◆ **EXTRACTED MATERIAL**
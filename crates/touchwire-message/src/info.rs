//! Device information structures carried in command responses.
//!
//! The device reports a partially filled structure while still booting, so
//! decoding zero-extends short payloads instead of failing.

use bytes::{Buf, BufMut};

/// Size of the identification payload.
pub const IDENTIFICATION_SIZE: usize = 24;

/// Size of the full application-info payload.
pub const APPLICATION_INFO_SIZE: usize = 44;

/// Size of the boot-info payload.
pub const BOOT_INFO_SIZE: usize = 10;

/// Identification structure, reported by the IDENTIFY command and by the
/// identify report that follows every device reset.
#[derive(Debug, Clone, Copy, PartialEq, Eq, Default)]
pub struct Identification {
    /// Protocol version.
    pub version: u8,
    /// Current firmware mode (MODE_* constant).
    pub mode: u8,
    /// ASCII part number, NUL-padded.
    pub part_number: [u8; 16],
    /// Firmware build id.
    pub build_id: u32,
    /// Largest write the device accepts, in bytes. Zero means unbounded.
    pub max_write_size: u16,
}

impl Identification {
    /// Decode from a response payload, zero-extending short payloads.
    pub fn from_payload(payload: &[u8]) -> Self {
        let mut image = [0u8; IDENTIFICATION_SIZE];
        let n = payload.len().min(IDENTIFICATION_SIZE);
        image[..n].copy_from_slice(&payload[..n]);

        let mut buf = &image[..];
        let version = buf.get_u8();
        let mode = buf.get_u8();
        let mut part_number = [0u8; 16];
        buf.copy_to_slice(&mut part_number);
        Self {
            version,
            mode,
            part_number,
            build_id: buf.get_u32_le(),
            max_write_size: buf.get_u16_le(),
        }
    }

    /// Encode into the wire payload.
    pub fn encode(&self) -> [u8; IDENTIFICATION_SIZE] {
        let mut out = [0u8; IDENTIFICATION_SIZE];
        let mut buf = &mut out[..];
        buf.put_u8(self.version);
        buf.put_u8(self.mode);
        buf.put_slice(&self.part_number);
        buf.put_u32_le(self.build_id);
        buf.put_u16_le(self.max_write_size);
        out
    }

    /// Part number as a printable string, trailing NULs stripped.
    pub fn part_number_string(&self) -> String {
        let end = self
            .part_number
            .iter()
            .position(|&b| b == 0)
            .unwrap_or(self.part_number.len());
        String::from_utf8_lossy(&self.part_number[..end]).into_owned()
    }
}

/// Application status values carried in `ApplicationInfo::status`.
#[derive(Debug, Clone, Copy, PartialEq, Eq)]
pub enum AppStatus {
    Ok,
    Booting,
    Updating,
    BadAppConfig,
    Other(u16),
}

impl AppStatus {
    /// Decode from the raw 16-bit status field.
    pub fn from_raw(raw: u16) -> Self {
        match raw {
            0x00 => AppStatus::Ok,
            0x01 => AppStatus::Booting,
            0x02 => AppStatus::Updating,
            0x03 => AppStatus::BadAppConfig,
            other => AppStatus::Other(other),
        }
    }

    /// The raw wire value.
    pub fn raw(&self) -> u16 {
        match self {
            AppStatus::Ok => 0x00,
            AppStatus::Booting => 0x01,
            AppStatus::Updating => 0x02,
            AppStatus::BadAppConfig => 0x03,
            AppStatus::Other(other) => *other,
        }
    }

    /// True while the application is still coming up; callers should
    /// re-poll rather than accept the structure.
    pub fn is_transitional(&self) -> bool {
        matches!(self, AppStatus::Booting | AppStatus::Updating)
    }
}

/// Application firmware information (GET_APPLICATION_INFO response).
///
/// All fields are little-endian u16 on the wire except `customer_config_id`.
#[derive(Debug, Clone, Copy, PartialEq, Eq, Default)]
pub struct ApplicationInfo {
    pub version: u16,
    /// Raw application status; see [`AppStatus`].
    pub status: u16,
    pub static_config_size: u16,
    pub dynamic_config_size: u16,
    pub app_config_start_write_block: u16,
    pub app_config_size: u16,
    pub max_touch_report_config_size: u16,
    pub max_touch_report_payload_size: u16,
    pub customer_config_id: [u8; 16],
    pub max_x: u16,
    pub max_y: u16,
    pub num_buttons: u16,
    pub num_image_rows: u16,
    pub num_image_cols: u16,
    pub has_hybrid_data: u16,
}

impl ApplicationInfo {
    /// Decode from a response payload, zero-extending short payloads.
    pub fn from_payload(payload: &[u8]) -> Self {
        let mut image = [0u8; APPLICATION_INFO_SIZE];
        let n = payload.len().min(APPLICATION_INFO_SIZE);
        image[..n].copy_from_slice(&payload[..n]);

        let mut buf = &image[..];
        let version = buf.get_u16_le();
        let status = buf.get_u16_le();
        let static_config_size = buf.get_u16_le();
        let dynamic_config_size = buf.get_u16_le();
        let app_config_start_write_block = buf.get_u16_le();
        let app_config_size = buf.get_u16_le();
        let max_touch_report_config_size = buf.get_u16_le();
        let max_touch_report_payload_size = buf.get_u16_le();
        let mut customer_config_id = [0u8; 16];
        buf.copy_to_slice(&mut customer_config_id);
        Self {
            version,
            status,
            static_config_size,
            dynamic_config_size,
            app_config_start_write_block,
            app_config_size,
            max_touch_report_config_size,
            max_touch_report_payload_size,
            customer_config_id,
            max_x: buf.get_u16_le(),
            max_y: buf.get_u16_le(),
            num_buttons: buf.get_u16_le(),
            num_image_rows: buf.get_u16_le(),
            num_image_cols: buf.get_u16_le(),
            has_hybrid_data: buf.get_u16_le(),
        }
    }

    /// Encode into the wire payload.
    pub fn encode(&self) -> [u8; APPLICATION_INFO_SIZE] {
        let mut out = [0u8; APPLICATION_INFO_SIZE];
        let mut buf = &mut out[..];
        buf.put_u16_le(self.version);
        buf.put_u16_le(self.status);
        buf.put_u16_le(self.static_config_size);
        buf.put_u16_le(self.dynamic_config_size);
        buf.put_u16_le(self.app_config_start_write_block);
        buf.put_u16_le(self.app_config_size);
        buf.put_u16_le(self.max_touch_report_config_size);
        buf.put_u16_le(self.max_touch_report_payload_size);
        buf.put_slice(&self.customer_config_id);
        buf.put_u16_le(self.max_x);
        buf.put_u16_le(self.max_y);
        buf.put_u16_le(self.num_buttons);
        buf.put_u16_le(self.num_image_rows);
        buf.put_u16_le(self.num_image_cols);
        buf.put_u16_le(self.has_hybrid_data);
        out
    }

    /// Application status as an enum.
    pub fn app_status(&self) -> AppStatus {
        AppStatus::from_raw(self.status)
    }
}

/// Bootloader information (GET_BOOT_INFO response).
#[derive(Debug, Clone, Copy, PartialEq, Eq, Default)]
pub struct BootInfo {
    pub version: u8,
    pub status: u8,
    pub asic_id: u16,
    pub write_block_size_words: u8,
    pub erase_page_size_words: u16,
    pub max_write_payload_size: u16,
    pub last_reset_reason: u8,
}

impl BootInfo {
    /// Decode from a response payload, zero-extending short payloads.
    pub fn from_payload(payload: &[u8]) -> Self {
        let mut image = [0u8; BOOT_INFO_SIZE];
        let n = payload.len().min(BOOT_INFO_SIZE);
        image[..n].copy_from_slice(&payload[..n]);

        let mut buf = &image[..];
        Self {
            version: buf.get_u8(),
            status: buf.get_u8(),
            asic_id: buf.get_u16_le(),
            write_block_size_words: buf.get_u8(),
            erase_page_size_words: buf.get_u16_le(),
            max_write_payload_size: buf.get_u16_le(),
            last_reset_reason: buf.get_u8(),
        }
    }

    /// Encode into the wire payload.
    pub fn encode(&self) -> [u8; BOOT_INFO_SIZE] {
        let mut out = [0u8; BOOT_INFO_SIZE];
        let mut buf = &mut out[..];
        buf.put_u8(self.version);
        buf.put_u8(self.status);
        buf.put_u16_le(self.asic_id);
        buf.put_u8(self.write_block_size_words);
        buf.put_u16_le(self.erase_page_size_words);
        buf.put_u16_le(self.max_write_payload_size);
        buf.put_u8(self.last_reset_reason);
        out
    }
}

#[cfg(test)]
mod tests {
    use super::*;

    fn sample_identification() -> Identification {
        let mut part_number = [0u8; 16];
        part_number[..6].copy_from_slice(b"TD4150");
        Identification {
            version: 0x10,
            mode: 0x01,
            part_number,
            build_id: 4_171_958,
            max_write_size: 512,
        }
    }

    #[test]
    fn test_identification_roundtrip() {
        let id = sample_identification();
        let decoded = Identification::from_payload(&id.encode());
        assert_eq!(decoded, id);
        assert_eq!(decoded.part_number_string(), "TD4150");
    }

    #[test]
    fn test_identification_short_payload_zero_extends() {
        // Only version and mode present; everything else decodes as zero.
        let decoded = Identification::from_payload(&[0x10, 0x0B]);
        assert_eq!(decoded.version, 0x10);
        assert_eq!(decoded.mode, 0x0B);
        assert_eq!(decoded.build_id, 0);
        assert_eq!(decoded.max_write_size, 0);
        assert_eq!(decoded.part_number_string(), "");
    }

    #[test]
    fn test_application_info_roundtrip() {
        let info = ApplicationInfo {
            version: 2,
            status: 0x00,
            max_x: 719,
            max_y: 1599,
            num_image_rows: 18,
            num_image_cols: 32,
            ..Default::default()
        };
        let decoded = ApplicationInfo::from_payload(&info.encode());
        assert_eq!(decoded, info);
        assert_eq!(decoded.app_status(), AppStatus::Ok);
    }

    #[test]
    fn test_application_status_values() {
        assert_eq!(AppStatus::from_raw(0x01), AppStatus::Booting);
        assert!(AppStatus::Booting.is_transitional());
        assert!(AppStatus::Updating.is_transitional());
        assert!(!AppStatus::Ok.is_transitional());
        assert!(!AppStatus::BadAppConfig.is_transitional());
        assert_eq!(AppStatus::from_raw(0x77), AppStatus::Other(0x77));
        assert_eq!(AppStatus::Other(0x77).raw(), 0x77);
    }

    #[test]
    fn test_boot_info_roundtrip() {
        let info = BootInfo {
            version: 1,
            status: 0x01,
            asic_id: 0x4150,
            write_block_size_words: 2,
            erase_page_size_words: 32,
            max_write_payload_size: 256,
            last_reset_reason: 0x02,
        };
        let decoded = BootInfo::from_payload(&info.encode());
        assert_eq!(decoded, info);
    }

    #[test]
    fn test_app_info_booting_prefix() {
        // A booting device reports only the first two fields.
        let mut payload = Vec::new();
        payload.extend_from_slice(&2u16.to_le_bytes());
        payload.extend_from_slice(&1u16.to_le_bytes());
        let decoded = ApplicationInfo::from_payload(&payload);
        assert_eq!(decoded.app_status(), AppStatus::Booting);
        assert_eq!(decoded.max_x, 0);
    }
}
==
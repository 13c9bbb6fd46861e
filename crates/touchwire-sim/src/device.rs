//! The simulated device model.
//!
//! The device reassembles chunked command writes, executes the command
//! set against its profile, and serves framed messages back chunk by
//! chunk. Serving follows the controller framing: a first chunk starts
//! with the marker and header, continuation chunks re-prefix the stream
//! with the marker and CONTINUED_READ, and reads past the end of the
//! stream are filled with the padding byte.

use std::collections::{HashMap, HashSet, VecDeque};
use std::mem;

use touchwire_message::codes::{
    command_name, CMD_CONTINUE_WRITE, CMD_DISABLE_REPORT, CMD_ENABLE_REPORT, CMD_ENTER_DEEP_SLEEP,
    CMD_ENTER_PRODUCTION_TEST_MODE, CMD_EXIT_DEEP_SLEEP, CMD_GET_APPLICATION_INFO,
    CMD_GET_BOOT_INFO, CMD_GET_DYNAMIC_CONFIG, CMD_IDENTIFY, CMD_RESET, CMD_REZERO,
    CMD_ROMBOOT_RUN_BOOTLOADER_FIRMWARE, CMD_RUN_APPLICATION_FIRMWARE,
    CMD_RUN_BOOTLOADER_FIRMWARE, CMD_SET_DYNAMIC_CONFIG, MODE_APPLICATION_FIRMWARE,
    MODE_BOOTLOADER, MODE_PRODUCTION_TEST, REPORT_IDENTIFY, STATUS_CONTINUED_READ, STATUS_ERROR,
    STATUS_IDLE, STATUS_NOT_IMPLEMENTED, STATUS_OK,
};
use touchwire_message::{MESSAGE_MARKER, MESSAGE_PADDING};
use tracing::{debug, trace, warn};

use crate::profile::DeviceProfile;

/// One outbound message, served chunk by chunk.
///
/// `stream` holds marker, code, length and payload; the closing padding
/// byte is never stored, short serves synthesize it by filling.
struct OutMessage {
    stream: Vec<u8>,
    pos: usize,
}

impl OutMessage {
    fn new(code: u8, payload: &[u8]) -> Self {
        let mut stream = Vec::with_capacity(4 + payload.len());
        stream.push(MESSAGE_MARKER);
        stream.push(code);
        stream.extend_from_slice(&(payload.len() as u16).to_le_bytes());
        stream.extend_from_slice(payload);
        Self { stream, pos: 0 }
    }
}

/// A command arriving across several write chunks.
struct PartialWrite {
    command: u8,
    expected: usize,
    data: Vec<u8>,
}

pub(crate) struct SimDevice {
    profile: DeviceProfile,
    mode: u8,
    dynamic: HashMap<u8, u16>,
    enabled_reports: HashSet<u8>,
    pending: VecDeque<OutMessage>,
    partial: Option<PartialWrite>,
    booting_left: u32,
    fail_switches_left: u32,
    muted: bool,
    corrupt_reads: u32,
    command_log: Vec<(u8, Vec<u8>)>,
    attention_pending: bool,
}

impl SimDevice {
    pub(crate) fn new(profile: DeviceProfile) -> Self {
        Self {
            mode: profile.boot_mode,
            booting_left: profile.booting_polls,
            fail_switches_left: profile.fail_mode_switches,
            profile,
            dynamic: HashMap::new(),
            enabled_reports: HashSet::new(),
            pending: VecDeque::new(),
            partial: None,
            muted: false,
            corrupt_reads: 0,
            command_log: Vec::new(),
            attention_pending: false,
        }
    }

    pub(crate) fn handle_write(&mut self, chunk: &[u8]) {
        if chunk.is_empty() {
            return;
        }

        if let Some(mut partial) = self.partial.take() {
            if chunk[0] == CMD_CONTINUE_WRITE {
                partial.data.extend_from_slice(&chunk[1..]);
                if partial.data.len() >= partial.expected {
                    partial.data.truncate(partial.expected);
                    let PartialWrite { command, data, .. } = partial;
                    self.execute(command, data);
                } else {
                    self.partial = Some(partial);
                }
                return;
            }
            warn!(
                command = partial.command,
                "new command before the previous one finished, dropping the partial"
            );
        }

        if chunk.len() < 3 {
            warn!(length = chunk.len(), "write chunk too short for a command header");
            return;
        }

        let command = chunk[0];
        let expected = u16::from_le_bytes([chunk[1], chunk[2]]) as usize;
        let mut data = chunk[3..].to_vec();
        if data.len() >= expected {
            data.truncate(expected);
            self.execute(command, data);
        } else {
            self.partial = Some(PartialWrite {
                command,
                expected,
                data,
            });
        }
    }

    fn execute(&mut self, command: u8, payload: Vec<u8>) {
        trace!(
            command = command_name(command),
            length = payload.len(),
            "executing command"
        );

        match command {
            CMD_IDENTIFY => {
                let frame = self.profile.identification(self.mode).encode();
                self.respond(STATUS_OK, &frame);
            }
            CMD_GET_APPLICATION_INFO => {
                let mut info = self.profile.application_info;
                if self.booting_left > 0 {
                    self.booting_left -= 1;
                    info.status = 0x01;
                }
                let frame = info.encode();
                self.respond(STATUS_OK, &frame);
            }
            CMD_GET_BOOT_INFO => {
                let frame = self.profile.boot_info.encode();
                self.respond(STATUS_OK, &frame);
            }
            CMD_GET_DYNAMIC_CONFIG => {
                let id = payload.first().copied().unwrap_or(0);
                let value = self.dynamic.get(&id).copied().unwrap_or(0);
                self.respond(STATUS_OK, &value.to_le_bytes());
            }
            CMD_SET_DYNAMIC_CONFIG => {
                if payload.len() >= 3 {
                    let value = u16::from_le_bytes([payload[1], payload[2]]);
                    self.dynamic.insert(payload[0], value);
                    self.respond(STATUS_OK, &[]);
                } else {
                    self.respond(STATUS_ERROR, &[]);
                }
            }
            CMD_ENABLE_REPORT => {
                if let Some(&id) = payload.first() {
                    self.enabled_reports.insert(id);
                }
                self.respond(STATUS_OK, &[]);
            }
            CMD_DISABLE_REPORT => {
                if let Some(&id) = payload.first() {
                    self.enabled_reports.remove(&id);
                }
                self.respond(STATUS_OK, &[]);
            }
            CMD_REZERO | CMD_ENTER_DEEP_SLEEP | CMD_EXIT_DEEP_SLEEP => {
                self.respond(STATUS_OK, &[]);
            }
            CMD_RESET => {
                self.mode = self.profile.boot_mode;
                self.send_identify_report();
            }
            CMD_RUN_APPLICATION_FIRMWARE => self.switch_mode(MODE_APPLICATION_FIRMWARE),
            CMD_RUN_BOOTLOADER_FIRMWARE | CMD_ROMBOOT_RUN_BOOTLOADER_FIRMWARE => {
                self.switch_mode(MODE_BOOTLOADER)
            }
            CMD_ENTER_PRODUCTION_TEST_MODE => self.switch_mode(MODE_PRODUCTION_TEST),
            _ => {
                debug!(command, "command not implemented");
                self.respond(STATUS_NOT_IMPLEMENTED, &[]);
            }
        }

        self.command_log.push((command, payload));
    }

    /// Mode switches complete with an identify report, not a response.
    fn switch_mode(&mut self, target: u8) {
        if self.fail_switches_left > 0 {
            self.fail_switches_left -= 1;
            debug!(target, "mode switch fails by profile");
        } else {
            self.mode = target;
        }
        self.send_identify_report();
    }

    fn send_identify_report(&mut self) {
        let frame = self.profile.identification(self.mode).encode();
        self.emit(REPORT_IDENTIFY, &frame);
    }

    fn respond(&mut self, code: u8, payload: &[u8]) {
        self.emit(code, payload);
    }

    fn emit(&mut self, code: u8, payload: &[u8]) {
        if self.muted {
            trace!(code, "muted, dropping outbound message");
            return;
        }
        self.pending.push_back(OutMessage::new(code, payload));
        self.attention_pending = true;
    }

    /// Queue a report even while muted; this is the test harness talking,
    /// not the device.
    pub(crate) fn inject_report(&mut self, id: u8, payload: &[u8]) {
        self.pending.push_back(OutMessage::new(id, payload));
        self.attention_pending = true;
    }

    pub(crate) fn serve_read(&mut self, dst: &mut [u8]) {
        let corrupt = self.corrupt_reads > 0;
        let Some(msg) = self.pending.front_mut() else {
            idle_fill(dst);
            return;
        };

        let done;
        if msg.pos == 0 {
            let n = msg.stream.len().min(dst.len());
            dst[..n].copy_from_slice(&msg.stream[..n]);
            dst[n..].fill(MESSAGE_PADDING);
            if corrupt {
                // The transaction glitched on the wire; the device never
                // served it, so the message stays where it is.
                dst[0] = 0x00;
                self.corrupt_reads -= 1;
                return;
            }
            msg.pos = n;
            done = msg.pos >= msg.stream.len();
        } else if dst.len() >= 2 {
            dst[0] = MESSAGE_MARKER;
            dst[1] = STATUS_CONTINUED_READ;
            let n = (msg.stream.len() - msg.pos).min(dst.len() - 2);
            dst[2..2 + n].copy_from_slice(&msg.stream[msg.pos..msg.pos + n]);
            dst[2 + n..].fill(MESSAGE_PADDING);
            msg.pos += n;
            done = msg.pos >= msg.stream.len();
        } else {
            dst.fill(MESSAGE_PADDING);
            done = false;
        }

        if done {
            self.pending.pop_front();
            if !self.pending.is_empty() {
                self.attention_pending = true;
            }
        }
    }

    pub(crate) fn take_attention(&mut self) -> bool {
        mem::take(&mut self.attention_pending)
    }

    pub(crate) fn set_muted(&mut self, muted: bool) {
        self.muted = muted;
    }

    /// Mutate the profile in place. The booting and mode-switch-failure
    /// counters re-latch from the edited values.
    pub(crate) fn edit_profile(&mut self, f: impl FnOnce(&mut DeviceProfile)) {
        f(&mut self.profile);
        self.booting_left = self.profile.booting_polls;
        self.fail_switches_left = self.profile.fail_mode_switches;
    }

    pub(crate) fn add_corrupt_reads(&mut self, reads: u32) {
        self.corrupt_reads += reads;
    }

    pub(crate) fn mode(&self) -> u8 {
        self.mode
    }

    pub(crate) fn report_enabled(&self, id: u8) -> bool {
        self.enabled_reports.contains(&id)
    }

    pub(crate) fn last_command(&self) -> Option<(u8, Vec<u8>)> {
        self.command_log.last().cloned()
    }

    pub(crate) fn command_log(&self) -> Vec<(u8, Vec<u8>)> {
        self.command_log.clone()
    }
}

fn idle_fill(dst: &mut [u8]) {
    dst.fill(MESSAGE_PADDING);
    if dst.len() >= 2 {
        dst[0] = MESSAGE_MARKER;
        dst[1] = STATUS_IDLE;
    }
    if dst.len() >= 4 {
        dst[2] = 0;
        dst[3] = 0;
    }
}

◆ **TASK TO COMPLETE**
Report each line in the data above that holds the word "filled" by copying it.

◆ **RESULT OF THE EXERCISE**
//! The device reports a partially filled structure while still booting, so
//! stream are filled with the padding byte.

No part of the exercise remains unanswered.